With the advent of DNA sequence probes, the use of fluorescence microscopy applied to clinical and basic research has dramatically increased our knowledge about the genome organization, and has enable us to detect almost any genomic region inside the nucleus with high sensitivity. In this way, the three-dimensional (3D) nuclear organization of telomeres has permited the distinction between normal and tumor cells: nuclei of the latter tend to be disorganized with the presence of telomeric aggregate. Thus, defining the structural organization of the interfase nucleus is important to our understanding of the 3D genome organization in the interphase nucleus. This approach can be performed by fluorescence in situ hybridization (FISH), in combinatiom with deconvolution analysis. The parameters measured include: the number of telomeres, sizes of telomeres, nuclear distribution of telomeres, and the presence of telomeric aggregates.
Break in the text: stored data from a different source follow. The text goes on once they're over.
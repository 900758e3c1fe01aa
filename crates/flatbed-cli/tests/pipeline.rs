//! End-to-end pipeline tests over a temporary input tree.

use std::fs;
use std::path::Path;

use serde_json::json;
use tempfile::TempDir;

use flatbed_cli::cli::RunArgs;
use flatbed_cli::commands::run_pipeline;
use flatbed_ingest::read_table;
use flatbed_model::SourceOutcome;

fn write_config(path: &Path) {
    let config = json!({
        "datasets": [{
            "name": "modules",
            "attributes": ["id", "name", "items", "course_id"],
            "expand": [
                {"kind": "list", "column": "items"},
                {"kind": "map", "column": "items", "prefix": "items_"}
            ],
            "rename": [
                {"source": "id", "target": "module_id"},
                {"source": "name", "target": "module_name"},
                {"source": "items_id", "target": "item_id"},
                {"source": "items_title", "target": "item_title"},
                {"source": "course_id", "target": "course_id"}
            ],
            "drop_unlisted": true
        }],
        "source_labels": {"39216": "Intro Biology"}
    });
    fs::write(path, config.to_string()).expect("write config");
}

fn run_args(input_root: &Path, config: &Path) -> RunArgs {
    RunArgs {
        input_root: input_root.to_path_buf(),
        config: Some(config.to_path_buf()),
        data_root: None,
        sources: Vec::new(),
        dry_run: false,
    }
}

#[test]
fn a_two_source_run_stages_cleans_and_unions() {
    let root = TempDir::new().expect("temp dir");
    let config_path = root.path().join("flatbed.json");
    write_config(&config_path);

    let input_root = root.path().join("input");
    fs::create_dir_all(input_root.join("39216")).expect("mkdir");
    fs::create_dir_all(input_root.join("44100")).expect("mkdir");
    fs::write(
        input_root.join("39216/modules.json"),
        json!([
            {"id": 1, "name": "Mod A", "course_id": 39216, "items": [
                {"id": 10, "title": "Page"},
                {"id": 11, "title": "Quiz"}
            ]},
            {"id": 2, "name": "Empty Mod", "course_id": 39216, "items": []}
        ])
        .to_string(),
    )
    .expect("write modules");
    fs::write(
        input_root.join("44100/modules.json"),
        json!([
            {"id": 7, "name": "Week 1", "course_id": 44100, "items": [
                {"id": 70, "title": "Reading"}
            ]}
        ])
        .to_string(),
    )
    .expect("write modules");

    let result = run_pipeline(&run_args(&input_root, &config_path)).expect("run");
    assert!(!result.has_failures, "errors: {:?}", result.errors);
    assert!(!result.all_sources_failed);

    // Both sources succeeded in the ledger.
    for (_, entry) in result.status.iter() {
        assert_eq!(entry.outcome, SourceOutcome::Success);
    }
    assert_eq!(result.status.get("39216").map(|e| e.label.as_str()), Some("Intro Biology"));

    // Raw stage: the empty module dropped during unroll, so two item rows.
    let raw = read_table(&input_root.join("data/39216/raw/modules.csv")).expect("raw stage");
    assert_eq!(raw.height(), 2);
    assert_eq!(
        raw.columns(),
        ["id", "name", "course_id", "items_id", "items_title"]
    );

    // Cleaned stage: drop-rest projection onto the rename targets.
    let cleaned =
        read_table(&input_root.join("data/39216/cleaned/modules.csv")).expect("cleaned stage");
    assert_eq!(
        cleaned.columns(),
        ["module_id", "module_name", "item_id", "item_title", "course_id"]
    );
    assert_eq!(cleaned.cell(0, "item_title"), Some(&json!("Page")));

    // Change ledger written alongside the cleaned stage.
    let ledger =
        read_table(&input_root.join("data/39216/cleaned/modules.changes.csv")).expect("ledger");
    assert_eq!(ledger.columns(), ["original", "current", "disposition"]);

    // Reporting union across both sources.
    assert_eq!(result.datasets.len(), 1);
    assert_eq!(result.datasets[0].sources_ok, 2);
    assert_eq!(result.datasets[0].report_rows, 3);
    let report = read_table(&input_root.join("data/report/modules.csv")).expect("report");
    assert_eq!(report.height(), 3);
    assert_eq!(report.cell(2, "module_name"), Some(&json!("Week 1")));

    // Status ledger exists with one row per source.
    let status = read_table(&input_root.join("data/report/status.csv")).expect("status");
    assert_eq!(status.height(), 2);
    assert_eq!(status.cell(0, "outcome"), Some(&json!("success")));
}

#[test]
fn a_broken_source_fails_alone_and_the_run_continues() {
    let root = TempDir::new().expect("temp dir");
    let config_path = root.path().join("flatbed.json");
    write_config(&config_path);

    let input_root = root.path().join("input");
    fs::create_dir_all(input_root.join("39216")).expect("mkdir");
    fs::create_dir_all(input_root.join("44100")).expect("mkdir");
    fs::write(
        input_root.join("39216/modules.json"),
        json!([{"id": 1, "name": "Mod A", "course_id": 39216, "items": [{"id": 10, "title": "Page"}]}])
            .to_string(),
    )
    .expect("write modules");
    // 44100 exports nothing: fetching its modules dataset fails.

    let result = run_pipeline(&run_args(&input_root, &config_path)).expect("run");
    assert!(result.has_failures);
    assert!(!result.all_sources_failed);

    assert_eq!(
        result.status.get("39216").map(|e| e.outcome),
        Some(SourceOutcome::Success)
    );
    let failed = result.status.get("44100").expect("44100 entry");
    assert_eq!(failed.outcome, SourceOutcome::Failed);
    assert!(failed.message.contains("modules"));

    // The union still covers the healthy source.
    assert_eq!(result.datasets[0].sources_ok, 1);
    assert_eq!(result.datasets[0].report_rows, 1);

    // The ledger records both outcomes.
    let status = read_table(&input_root.join("data/report/status.csv")).expect("status");
    assert_eq!(status.height(), 2);
}

#[test]
fn a_run_where_every_source_fails_is_unsuccessful() {
    let root = TempDir::new().expect("temp dir");
    let config_path = root.path().join("flatbed.json");
    write_config(&config_path);

    let input_root = root.path().join("input");
    fs::create_dir_all(input_root.join("44100")).expect("mkdir");

    let result = run_pipeline(&run_args(&input_root, &config_path)).expect("run");
    assert!(result.all_sources_failed);
    assert_eq!(result.status.failure_count(), 1);
    // The status ledger is still written: it is the record of what failed.
    assert!(input_root.join("data/report/status.csv").is_file());
}

#[test]
fn a_dry_run_writes_nothing() {
    let root = TempDir::new().expect("temp dir");
    let config_path = root.path().join("flatbed.json");
    write_config(&config_path);

    let input_root = root.path().join("input");
    fs::create_dir_all(input_root.join("39216")).expect("mkdir");

    let mut args = run_args(&input_root, &config_path);
    args.dry_run = true;
    let result = run_pipeline(&args).expect("dry run");
    assert!(result.status_ledger.is_none());
    assert_eq!(
        result.status.get("39216").map(|e| e.outcome),
        Some(SourceOutcome::Pending)
    );
    assert!(!input_root.join("data").exists());
}

#[test]
fn an_empty_input_root_is_an_error() {
    let root = TempDir::new().expect("temp dir");
    let config_path = root.path().join("flatbed.json");
    write_config(&config_path);
    let input_root = root.path().join("input");
    fs::create_dir_all(&input_root).expect("mkdir");

    assert!(run_pipeline(&run_args(&input_root, &config_path)).is_err());
}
Currently, the use of 3D telomere profiling analysis has enable the identification of telomere changes during tumor initiation and progression of distinct types of neoplasias. Moreover, this approach has permitted, the identification of cellular subpopulations correlated with diferent times of tumor progression. Using the same 3D imaging strategy, it has provided evidence that genomic instability is a result of these nuclear changes and these changes can be monitored during cancer progression, in patients samples.

Regarding specific genetic diseases, telomere loss has been also observed in Down syndrome, Fanconi anemia, Ataxia telangiectasia, Nijmegen breakage syndrome, Werner syndrome, Dyskeratosis congenita and Bloom syndrome. This fact could provide the signal for cells to enter in senescence, leading to the formation genome rearrangements and chromosomal abnormalities. In conclusion, 3D telomere profiling represents an important tool able to measure the degrre of genomic instability, and subsequentelly may help to define an specific diagnostic strategy.